Fig 1.. Interactions among non-neuronal cells in brain.

Non-neuronal cells interact at cellular barriers, including the blood brain barrier (BBB), synapses, and other sites of intercellular communication in the brain. Oligodendrocytes (turquoise); astrocytes (yellow); monocytes (white); microglia (blue); endothelial cells (brown); neurons (purple).

Fig 2.. Stress effects on astrocytes.

Stress effects on astrocytes (yellow) and their interaction with the blood-brain barrier (BBB). As shown in the inset, SLC1A2 (also known as GLT1 or EAAT2) removes glutamate from the extracellular space. SLC1A2 is downregulated in both humans and rodent models of stress and depression. Additionally, loss of astrocyte endfeet integrity may loosen the BBB and allow peripheral factors into the brain.

Fig 3.. Stress effects on central and peripheral myeloid cells.

Stress results in trafficking of peripheral monocytes (white) to the brain via upregulation of chemokine receptors. In the brain, stress leads to activation of microglia (blue) and increased secretion of cytokines and production of reactive oxygen species.

Fig 4.. Stress impairs function of the blood-brain barrier (BBB).

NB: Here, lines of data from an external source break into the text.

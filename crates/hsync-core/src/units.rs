//! Unit conversion and timezone alignment rules shared by every normalizer.
//!
//! The ledger is metric: kilometres, minutes per kilometre, kilometres per
//! hour, minutes, kilocalories. Derived decimals are rounded half-up to two
//! places.

use chrono::{DateTime, FixedOffset, NaiveDate, TimeZone, Utc};
use chrono_tz::Tz;
use thiserror::Error;

pub const KM_PER_MILE: f64 = 1.609344;
pub const KMH_PER_MPS: f64 = 3.6;

pub fn round_2dp(value: f64) -> f64 {
    (value * 100.0).round() / 100.0
}

pub fn seconds_to_minutes(seconds: f64) -> f64 {
    round_2dp(seconds / 60.0)
}

pub fn meters_to_km(meters: f64) -> f64 {
    round_2dp(meters / 1000.0)
}

pub fn miles_to_km(miles: f64) -> f64 {
    round_2dp(miles * KM_PER_MILE)
}

pub fn mph_to_kmh(mph: f64) -> f64 {
    round_2dp(mph * KM_PER_MILE)
}

pub fn mps_to_kmh(mps: f64) -> f64 {
    round_2dp(mps * KMH_PER_MPS)
}

/// `None` for a zero or negative speed: a pace would be infinite.
pub fn kmh_to_pace(kmh: f64) -> Option<f64> {
    (kmh > 0.0).then(|| round_2dp(60.0 / kmh))
}

/// Minutes per mile to minutes per kilometre.
pub fn pace_per_mile_to_per_km(min_per_mile: f64) -> f64 {
    round_2dp(min_per_mile / KM_PER_MILE)
}

/// Speed and pace from metres per second; both `None` when not moving.
pub fn speed_and_pace_from_mps(mps: f64) -> (Option<f64>, Option<f64>) {
    if mps <= 0.0 {
        return (None, None);
    }
    let kmh = mps * KMH_PER_MPS;
    (Some(round_2dp(kmh)), kmh_to_pace(kmh))
}

/// Parses `h:mm:ss`, `mm:ss` or plain minutes into minutes.
pub fn clock_to_minutes(text: &str) -> Option<f64> {
    let parts: Vec<&str> = text.trim().split(':').collect();
    let nums: Option<Vec<f64>> = parts.iter().map(|p| p.trim().parse::<f64>().ok()).collect();
    let nums = nums?;
    let minutes = match nums.as_slice() {
        [m] => *m,
        [m, s] => m + s / 60.0,
        [h, m, s] => h * 60.0 + m + s / 60.0,
        _ => return None,
    };
    Some(round_2dp(minutes))
}

const WORKOUT_TYPES: &[(&str, &str)] = &[
    ("run", "run"),
    ("running", "run"),
    ("trail_running", "run"),
    ("treadmill_running", "run"),
    ("ride", "ride"),
    ("cycling", "ride"),
    ("bike", "ride"),
    ("road_biking", "ride"),
    ("indoor_cycling", "ride"),
    ("swim", "swim"),
    ("swimming", "swim"),
    ("lap_swimming", "swim"),
    ("strength", "strength"),
    ("strength_training", "strength"),
    ("weight_training", "strength"),
    ("walk", "walk"),
    ("walking", "walk"),
    ("hike", "hike"),
    ("hiking", "hike"),
    ("yoga", "yoga"),
];

/// Maps vendor sport vocabulary onto the ledger's workout types.
pub fn normalize_workout_type(value: &str) -> String {
    let key = value.trim().replace(['-', ' '], "_").to_ascii_lowercase();
    WORKOUT_TYPES
        .iter()
        .find(|(vendor, _)| *vendor == key)
        .map(|(_, unified)| (*unified).to_string())
        .unwrap_or_else(|| "other".to_string())
}

#[derive(Debug, Clone, PartialEq, Eq, Error)]
#[error("unknown timezone `{0}`")]
pub struct UnknownTimezone(pub String);

/// The single timezone every ledger timestamp is expressed in.
#[derive(Debug, Clone, Copy, PartialEq, Eq)]
pub struct ReportingTz(Tz);

impl Default for ReportingTz {
    fn default() -> Self {
        Self(Tz::UTC)
    }
}

impl ReportingTz {
    pub fn parse(name: &str) -> Result<Self, UnknownTimezone> {
        name.trim()
            .parse::<Tz>()
            .map(Self)
            .map_err(|_| UnknownTimezone(name.to_string()))
    }

    pub fn name(&self) -> &'static str {
        self.0.name()
    }

    pub fn align(&self, instant: DateTime<Utc>) -> DateTime<FixedOffset> {
        instant.with_timezone(&self.0).fixed_offset()
    }

    pub fn align_offset(&self, ts: DateTime<FixedOffset>) -> DateTime<FixedOffset> {
        self.align(ts.with_timezone(&Utc))
    }

    pub fn local_date(&self, instant: DateTime<Utc>) -> NaiveDate {
        instant.with_timezone(&self.0).date_naive()
    }

    pub fn from_epoch_seconds(&self, secs: i64) -> Option<DateTime<FixedOffset>> {
        Utc.timestamp_opt(secs, 0).single().map(|utc| self.align(utc))
    }

    pub fn from_epoch_millis(&self, millis: i64) -> Option<DateTime<FixedOffset>> {
        Utc.timestamp_millis_opt(millis).single().map(|utc| self.align(utc))
    }

    /// Parses an RFC 3339 timestamp and moves it into the reporting timezone.
    pub fn parse_rfc3339(&self, text: &str) -> Option<DateTime<FixedOffset>> {
        DateTime::parse_from_rfc3339(text.trim())
            .ok()
            .map(|ts| self.align_offset(ts))
    }

    pub fn today(&self) -> NaiveDate {
        self.local_date(Utc::now())
    }
}

#[cfg(test)]
mod tests {
    use super::*;

    #[test]
    fn mile_conversions_use_exact_constant() {
        assert_eq!(miles_to_km(1.0), 1.61);
        assert_eq!(miles_to_km(3.1), 4.99);
        assert_eq!(miles_to_km(26.2), 42.16);
        // 8:00 min/mile is 4.97 min/km
        assert_eq!(pace_per_mile_to_per_km(8.0), 4.97);
        assert_eq!(mph_to_kmh(6.0), 9.66);
    }

    #[test]
    fn speed_and_pace_from_meters_per_second() {
        assert_eq!(speed_and_pace_from_mps(2.5), (Some(9.0), Some(6.67)));
        assert_eq!(speed_and_pace_from_mps(0.0), (None, None));
        assert_eq!(kmh_to_pace(0.0), None);
    }

    #[test]
    fn clock_text_parses_to_minutes() {
        assert_eq!(clock_to_minutes("1:02:30"), Some(62.5));
        assert_eq!(clock_to_minutes("9:30"), Some(9.5));
        assert_eq!(clock_to_minutes("45"), Some(45.0));
        assert_eq!(clock_to_minutes("n/a"), None);
    }

    #[test]
    fn seconds_and_meters_round_to_two_places() {
        assert_eq!(seconds_to_minutes(27_150.0), 452.5);
        assert_eq!(meters_to_km(5_034.0), 5.03);
    }

    #[test]
    fn workout_vocabulary_is_normalized() {
        assert_eq!(normalize_workout_type("Running"), "run");
        assert_eq!(normalize_workout_type("weight-training"), "strength");
        assert_eq!(normalize_workout_type("road biking"), "ride");
        assert_eq!(normalize_workout_type("padel"), "other");
    }

    #[test]
    fn timestamps_are_moved_into_reporting_timezone() {
        let tz = ReportingTz::parse("Europe/Sarajevo").unwrap();
        let aligned = tz.parse_rfc3339("2025-01-01T22:30:00Z").unwrap();
        assert_eq!(aligned.to_rfc3339(), "2025-01-01T23:30:00+01:00");
        let summer = tz.from_epoch_seconds(1_751_328_000).unwrap();
        assert_eq!(summer.offset().local_minus_utc(), 7200);
        assert!(ReportingTz::parse("Mars/Olympus").is_err());
    }

    #[test]
    fn local_date_crosses_midnight_in_reporting_timezone() {
        let tz = ReportingTz::parse("Asia/Tokyo").unwrap();
        let instant = DateTime::parse_from_rfc3339("2025-01-01T20:00:00Z")
            .unwrap()
            .with_timezone(&Utc);
        assert_eq!(tz.local_date(instant), NaiveDate::from_ymd_opt(2025, 1, 2).unwrap());
    }
}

Stress leads to a damage of endothelial cells (brown), including brain-region specific downregulation of the tight junction protein claudin-5 (inset) resulting in increased permeability of the BBB and infiltration of peripheral factors such as cytokines.

Fig 5.. Stress effects on oligodendrocyte lineage (OL) cells.

Stress induces brain-region-specific impairments of myelination that is a result of reduced OL cell differentiation and maturation potentially through mechanisms such as oxidative stress or immune dysregulation in the periphery.